A few seconds is not a very long time. But, if you’re driving, taking your hands off the steering wheel even for a few seconds can change your life and the lives of countless others. A few seconds is all it takes to be distracted. Distracted driving doesn’t just mean driving while using a cell phone or texting. Distractions can be visual (taking eyes off the road), manual (taking hands off the wheel), or cognitive (taking mind off the road).
Texting and talking on the phone are both mental and physical distractions. Cell phone use is attributed to 18% of fatalities in distraction-related crashes. But what makes up the other 82%? Putting on lipstick, reaching over to grab a drink, changing the music, reading a roadmap, eating on the go, and many other seemingly “harmless” diversions. Distractions while driving seem to be endless.

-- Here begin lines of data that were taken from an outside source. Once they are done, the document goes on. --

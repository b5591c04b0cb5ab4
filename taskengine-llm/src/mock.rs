//! In-memory [`LlmProvider`] test doubles.

use std::sync::Mutex;

use async_trait::async_trait;
use tokio_util::sync::CancellationToken;

use crate::error::LlmError;
use crate::provider::LlmProvider;

/// Returns a fixed response to every call, or an error if configured to fail.
///
/// Records every prompt it was called with, for assertions in Planner/Critic
/// unit tests — the same posture the corpus uses for its mock providers.
pub struct MockLlmProvider {
    response: Mutex<Result<String, String>>,
    calls: Mutex<Vec<String>>,
}

impl MockLlmProvider {
    /// Construct a mock that always succeeds with `response`.
    pub fn returning(response: impl Into<String>) -> Self {
        Self {
            response: Mutex::new(Ok(response.into())),
            calls: Mutex::new(Vec::new()),
        }
    }

    /// Construct a mock that always fails with an unreachable error.
    pub fn unreachable(message: impl Into<String>) -> Self {
        Self {
            response: Mutex::new(Err(message.into())),
            calls: Mutex::new(Vec::new()),
        }
    }

    /// Every prompt this mock has been called with, in call order.
    pub fn calls(&self) -> Vec<String> {
        self.calls.lock().expect("mock lock poisoned").clone()
    }
}

#[async_trait]
impl LlmProvider for MockLlmProvider {
    async fn complete(&self, prompt: &str, _model: &str, cancel: &CancellationToken) -> Result<String, LlmError> {
        if cancel.is_cancelled() {
            return Err(LlmError::Unreachable("cancelled".to_string()));
        }
        self.calls.lock().expect("mock lock poisoned").push(prompt.to_string());
        self.response.lock().expect("mock lock poisoned").clone().map_err(LlmError::Unreachable)
    }
}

But they don’t have to be.
Orlando product safety attorney Hank Didier will join more than 850 attorneys from all 50 states and across Canada to help End Distracted Driving by talking with more than 430 local teens at Edgewater High School in Orlando on Friday, April 27 at 12:25pm.
The 60-minute presentation—part of April’s National Distracted Driving Awareness Month and in conjunction with The Casey Feldman Foundation, EndDD.org and 60 for Safety’s End Distracted Driving Student Awareness Campaign—will offer high school teens an educational, yet sobering glimpse into the tragic results that can occur when driving distracted. Take a look a few facts below, courtesy of distracted.gov:
- Distracted driving is responsible for more than 5,000 deaths and close to 450,000 injury-producing accidents in the U.S. every year.
- Text messaging creates a crash risk 23 times worse than driving while not distracted.
- Drivers who use handheld devices are 4 times more likely to get into crashes serious enough to injure themselves.
- Sending / receiving a text takes a driver’s eyes from the road for an average of 4.6 seconds—the equivalent of driving the length of an entire football field, including end zones, at 55 mph.
- Driving while using a cellphone reduces the amount of brain activity associated with driving by 37%.